A week ago, I finished a huge project at work, one 4 months in the making. For the month prior, I had been working weekends, 15-hour days, and all that fun stuff. So once it was completed, my first thought was, “Where can I go?” I schemed about renting a cabin in the mountains nearby, or heading to a desert spa for some sunbathing and relaxation. I dreamt of hot tubs, and books, and fresh white hotel sheets. And I almost booked the trip, too. But then I stopped myself. I stayed at home. I hiked. I went to yoga class and the farmer’s market. I cleaned the house, which was in desperate need. I downloaded NPR’s Top 100 Songs from SXSW and listened to all of them. It was pretty fucking glorious.

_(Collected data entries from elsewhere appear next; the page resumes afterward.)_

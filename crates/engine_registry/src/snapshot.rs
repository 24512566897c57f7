//! Checkpoint and replication snapshots.
//!
//! A [`Snapshot`] is a flat list of `(entity index, type tag, payload)`
//! entries produced by [`Registry::capture_snapshot`] and replayed with
//! [`Registry::restore_snapshot`]. Only types registered through
//! [`Registry::register_sync_component`] take part. Payload bytes come from
//! each component's [`SyncComponent`] implementation; the snapshot itself is
//! shipped as MessagePack. [`Registry::capture_changes_since`] captures only
//! components written after a given version.

use serde::{Deserialize, Serialize};

use crate::component::{ComponentTypeId, SerializedComponent, SyncComponent};
use crate::entity::Entity;
use crate::error::{PayloadError, SnapshotError};
use crate::registry::{ComponentStore, Registry};
use crate::sparse_array::SparseArray;

/// One captured component.
#[derive(Debug, Clone, PartialEq, Eq, Serialize, Deserialize)]
pub struct SnapshotEntry {
    /// Slot index of the owning entity.
    pub index: u32,
    /// Component type tag.
    pub tag: ComponentTypeId,
    /// Byte-exact component payload.
    pub data: Vec<u8>,
}

/// A captured set of components.
#[derive(Debug, Clone, Default, PartialEq, Eq, Serialize, Deserialize)]
pub struct Snapshot {
    /// Entries ordered by entity index, then component registration order.
    pub entries: Vec<SnapshotEntry>,
}

impl Snapshot {
    /// Number of captured components.
    #[must_use]
    pub fn len(&self) -> usize {
        self.entries.len()
    }

    /// Returns `true` if nothing was captured.
    #[must_use]
    pub fn is_empty(&self) -> bool {
        self.entries.is_empty()
    }

    /// Entries belonging to entity slot `index`.
    pub fn entries_for(&self, index: u32) -> impl Iterator<Item = &SnapshotEntry> + '_ {
        self.entries.iter().filter(move |e| e.index == index)
    }

    /// Encode to MessagePack bytes.
    ///
    /// # Errors
    ///
    /// Returns [`SnapshotError::Encode`] if serialisation fails.
    pub fn encode(&self) -> Result<Vec<u8>, SnapshotError> {
        Ok(rmp_serde::to_vec(self)?)
    }

    /// Decode from MessagePack bytes.
    ///
    /// # Errors
    ///
    /// Returns [`SnapshotError::Decode`] if the bytes are not a snapshot.
    pub fn decode(bytes: &[u8]) -> Result<Self, SnapshotError> {
        Ok(rmp_serde::from_slice(bytes)?)
    }
}

/// Type-erased snapshot operations for one synced component type.
#[derive(Clone, Copy)]
pub(crate) struct SyncHooks {
    pub(crate) capture: fn(&dyn ComponentStore, usize) -> Option<SerializedComponent>,
    pub(crate) validate: fn(&[u8]) -> Result<(), PayloadError>,
    pub(crate) restore: fn(&mut Registry, Entity, &[u8]) -> Result<(), SnapshotError>,
}

impl SyncHooks {
    pub(crate) fn of<T: SyncComponent + Default>() -> Self {
        Self {
            capture: capture_slot::<T>,
            validate: validate_payload::<T>,
            restore: restore_slot::<T>,
        }
    }
}

fn capture_slot<T: SyncComponent>(store: &dyn ComponentStore, index: usize) -> Option<SerializedComponent> {
    store
        .as_any()
        .downcast_ref::<SparseArray<T>>()?
        .get(index)
        .map(SyncComponent::serialize)
}

fn validate_payload<T: SyncComponent + Default>(payload: &[u8]) -> Result<(), PayloadError> {
    T::default().deserialize(payload)
}

fn restore_slot<T: SyncComponent + Default>(
    registry: &mut Registry,
    entity: Entity,
    payload: &[u8],
) -> Result<(), SnapshotError> {
    let mut value = T::default();
    value
        .deserialize(payload)
        .map_err(|source| SnapshotError::Payload {
            index: entity.index(),
            source,
        })?;
    registry.add_component(entity, value)?;
    Ok(())
}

That’s new for me, though, that idea of staying put. Of making the best of it where I am. My flight instinct is strong. In the sobriety world, I’ve heard it called the search for a geographical fix, and I’ve certainly been guilty of that. I went to a great college and transferred after one year. (I thought I hated the town; I later lived there again and fell in love with it.) I moved every year or two for the entire first decade out of college, with the exception of the three years I spent in law school. That’s me: I leave. I escape. I’ve always fled cities and jobs and relationships. Problem? Quit. That has always been my solution.
It’s so interesting that all the things I’m learning about simply sitting with myself instead of drinking seem to be translating to other parts of life, too. So I’m able to sit with the situation instead of fleeing for some different place whenever possible. It’s a novel idea, just dealing with life instead of trying to escape it. Picking fight vs. flight, for really the very first time. I’m excited to see what other changes will come about.